5 stars. “What a journey! I have cried my eyes out. I can’t imagine overcoming some of the obstacles she faced. I’m afraid I could never be as strong as she is. I can only hope that I could forgive as she did. I am thankful for therapy and support groups that helped her get to where she’s at today. I am most thankful for God helping her even when it didn’t seem like it. This book is very touching. I’m glad she shared her
Journey with us through this book. We can all learn so much from this.”

  • Angela M. Dokos for

5 stars. “This book is full of intense and raw emotion. The author bares her soul to the point of you feeling her pain. In addition, it causes you to examine some of your own relationships and realize that they also are toxic.”

  • Southern Girl for

5 stars. “I know Nina personally and never would I have thought she went through so much. Nina is a light and a joy to be around and I know God has worked through her life tremendously. The book though is quite a story, it’s real, you want to know what happens next and it keeps you reading to the next chapter. I think this book is a story of Nina always trusting in God. She didn’t make perfect choices, but yet, who does? God has a plan for her life and Nina bravely walked/walks that path and boldly chose to share her story with us.
I am blown away and humbled by the story and the lady who wrote this.”

  • Amazon Customer

4 stars. “A riveting memoir; imagine the courage it took the author Nina Norstrom to put pen to paper and relive her painful turbulent past.
Her intuitive understanding from her life experiences allows her readers to gain first-hand knowledge of relationships as they travel through the perils of life.
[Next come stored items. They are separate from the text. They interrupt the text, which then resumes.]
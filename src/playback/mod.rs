//! Timer-driven scene cursor used to auto-scroll the chart.
//!
//! The scrubber never owns a timer. Transport commands return a
//! [`TickSchedule`] telling the host what to do with its repeating timer, and
//! the host calls [`PlaybackScrubber::on_tick`] whenever that timer fires.

use std::time::Duration;

use serde::{Deserialize, Serialize};
use tracing::{debug, trace};

use crate::core::SceneIndex;
use crate::error::{ChartError, ChartResult};

#[derive(Debug, Clone, Copy, PartialEq, Eq, Serialize, Deserialize, Default)]
pub enum PlaybackPhase {
    #[default]
    Stopped,
    Playing,
    Paused,
}

/// Public playback state exposed to host applications.
#[derive(Debug, Clone, Copy, PartialEq)]
pub struct PlaybackState {
    pub phase: PlaybackPhase,
    pub scene_cursor: SceneIndex,
    pub rate_multiplier: f64,
    pub base_tick_interval: Duration,
}

/// Timer instruction produced by a transport command.
#[derive(Debug, Clone, Copy, PartialEq, Eq)]
pub enum TickSchedule {
    /// Start a repeating timer with this interval.
    Start { interval: Duration },
    /// Cancel the repeating timer.
    Cancel,
    /// Leave the current timer untouched.
    Unchanged,
}

/// Cursor position reported by one tick.
#[derive(Debug, Clone, Copy, PartialEq, Eq)]
pub struct ScrubTick {
    pub scene: SceneIndex,
    pub wrapped: bool,
}

#[derive(Debug, Clone, PartialEq)]
pub struct PlaybackScrubber {
    state: PlaybackState,
    first_scene: SceneIndex,
    last_scene: SceneIndex,
    active_interval: Option<Duration>,
}

impl PlaybackScrubber {
    pub fn new(base_tick_interval: Duration, rate_multiplier: f64) -> ChartResult<Self> {
        if base_tick_interval.is_zero() {
            return Err(ChartError::InvalidConfig(
                "base tick interval must be > 0".to_owned(),
            ));
        }
        validate_rate(rate_multiplier)?;

        Ok(Self {
            state: PlaybackState {
                phase: PlaybackPhase::Stopped,
                scene_cursor: 0,
                rate_multiplier,
                base_tick_interval,
            },
            first_scene: 0,
            last_scene: 0,
            active_interval: None,
        })
    }

    #[must_use]
    pub fn state(&self) -> PlaybackState {
        self.state
    }

    #[must_use]
    pub fn phase(&self) -> PlaybackPhase {
        self.state.phase
    }

    #[must_use]
    pub fn scene_cursor(&self) -> SceneIndex {
        self.state.scene_cursor
    }

    #[must_use]
    pub fn scene_range(&self) -> (SceneIndex, SceneIndex) {
        (self.first_scene, self.last_scene)
    }

    /// Interval of the timer currently running, if any.
    #[must_use]
    pub fn scheduled_interval(&self) -> Option<Duration> {
        self.active_interval
    }

    /// Interval a `play()` issued now would schedule.
    #[must_use]
    pub fn tick_interval(&self) -> Duration {
        let nanos = self.state.base_tick_interval.as_nanos() as f64 / self.state.rate_multiplier;
        Duration::from_nanos(nanos.round().clamp(1.0, u64::MAX as f64) as u64)
    }

    /// Moves the scrubber onto a new scene range and stops playback.
    pub fn set_scene_range(
        &mut self,
        first_scene: SceneIndex,
        last_scene: SceneIndex,
    ) -> TickSchedule {
        self.first_scene = first_scene.min(last_scene);
        self.last_scene = first_scene.max(last_scene);
        self.stop()
    }

    pub fn play(&mut self) -> TickSchedule {
        match self.state.phase {
            PlaybackPhase::Playing => TickSchedule::Unchanged,
            PlaybackPhase::Stopped | PlaybackPhase::Paused => {
                let interval = self.tick_interval();
                self.state.phase = PlaybackPhase::Playing;
                self.active_interval = Some(interval);
                debug!(
                    interval_ms = interval.as_secs_f64() * 1000.0,
                    cursor = self.state.scene_cursor,
                    "playback started"
                );
                TickSchedule::Start { interval }
            }
        }
    }

    pub fn pause(&mut self) -> TickSchedule {
        if self.state.phase != PlaybackPhase::Playing {
            return TickSchedule::Unchanged;
        }
        self.state.phase = PlaybackPhase::Paused;
        self.active_interval = None;
        debug!(cursor = self.state.scene_cursor, "playback paused");
        TickSchedule::Cancel
    }

    pub fn stop(&mut self) -> TickSchedule {
        let was_running = self.active_interval.take().is_some();
        self.state.phase = PlaybackPhase::Stopped;
        self.state.scene_cursor = self.first_scene;
        debug!(cursor = self.state.scene_cursor, "playback stopped");
        if was_running {
            TickSchedule::Cancel
        } else {
            TickSchedule::Unchanged
        }
    }

    /// Stores the multiplier for the next `play()`.
    ///
    /// A timer that is already running keeps its interval.
    pub fn set_rate(&mut self, rate_multiplier: f64) -> ChartResult<()> {
        validate_rate(rate_multiplier)?;
        self.state.rate_multiplier = rate_multiplier;
        debug!(rate_multiplier, "playback rate updated");
        Ok(())
    }

    /// Advances the cursor by one scene, wrapping past the last scene.
    ///
    /// Returns `None` when playback is not running.
    pub fn on_tick(&mut self) -> Option<ScrubTick> {
        if self.state.phase != PlaybackPhase::Playing {
            return None;
        }

        let next = self
            .state
            .scene_cursor
            .checked_add(1)
            .filter(|next| (self.first_scene..=self.last_scene).contains(next));
        let wrapped = next.is_none();
        self.state.scene_cursor = next.unwrap_or(self.first_scene);
        trace!(cursor = self.state.scene_cursor, wrapped, "playback tick");

        Some(ScrubTick {
            scene: self.state.scene_cursor,
            wrapped,
        })
    }
}

fn validate_rate(rate_multiplier: f64) -> ChartResult<()> {
    if !rate_multiplier.is_finite() || rate_multiplier <= 0.0 {
        return Err(ChartError::InvalidConfig(format!(
            "playback rate multiplier must be finite and > 0, got {rate_multiplier}"
        )));
    }
    Ok(())
}

#[cfg(test)]
mod tests {
    use std::time::Duration;

    use super::{PlaybackPhase, PlaybackScrubber, TickSchedule};

    fn scrubber() -> PlaybackScrubber {
        let mut scrubber =
            PlaybackScrubber::new(Duration::from_millis(40), 1.0).expect("scrubber");
        scrubber.set_scene_range(5, 7);
        scrubber
    }

    #[test]
    fn ticks_are_ignored_unless_playing() {
        let mut scrubber = scrubber();
        assert_eq!(scrubber.on_tick(), None);
        scrubber.play();
        scrubber.pause();
        assert_eq!(scrubber.on_tick(), None);
        assert_eq!(scrubber.scene_cursor(), 5);
    }

    #[test]
    fn pause_outside_playing_is_a_no_op() {
        let mut scrubber = scrubber();
        assert_eq!(scrubber.pause(), TickSchedule::Unchanged);
        assert_eq!(scrubber.phase(), PlaybackPhase::Stopped);
    }

    #[test]
    fn play_while_playing_keeps_timer() {
        let mut scrubber = scrubber();
        assert_eq!(
            scrubber.play(),
            TickSchedule::Start {
                interval: Duration::from_millis(40)
            }
        );
        assert_eq!(scrubber.play(), TickSchedule::Unchanged);
    }

    #[test]
    fn invalid_rates_are_rejected() {
        let mut scrubber = scrubber();
        assert!(scrubber.set_rate(0.0).is_err());
        assert!(scrubber.set_rate(f64::INFINITY).is_err());
        assert!(PlaybackScrubber::new(Duration::ZERO, 1.0).is_err());
    }

    #[test]
    fn new_scene_range_stops_and_rewinds() {
        let mut scrubber = scrubber();
        scrubber.play();
        scrubber.on_tick();
        assert_eq!(scrubber.set_scene_range(10, 12), TickSchedule::Cancel);
        assert_eq!(scrubber.phase(), PlaybackPhase::Stopped);
        assert_eq!(scrubber.scene_cursor(), 10);
    }
}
I truly appreciate the resources and bibliographies she shares with her readers……it’s a starting place to help others if they find themselves traveling a journey through toxic relationships.”

  • Retired Librarian for

5 stars. “This is the second book that I have read by Author, Nina Norstrom. I felt as though I was watching a sitcom. After reading each chapter, I was left with the feeling of wanting to see what the next toxic adventure would be. This piece of material is a wonderful self-help aid. I can definitely see Ms. Nina’s material as a stage play.”

  • Malik Cain for

5 stars. “This book is a must-read! I keep it by my bed as a reference tool, right next to my Bible. Whenever I need a little help figuring out my own toxic relationship with others I read the highlighted areas which is therapeutic for me. The author not only took us down roads of her past relationships but also highlighted the lessons learned from those experiences. Once I started reading, I was not able to put it down. I had many emotions reading Not a Blueprint: It’s the shoe prints that matter, but the biggest takeaway was to listen to your children and how toxic diseases can even effect our families if we don’t pay attention. I applaud Nina Norstom for sharing her story with the world in an effort to help others who may be going through the same thing.”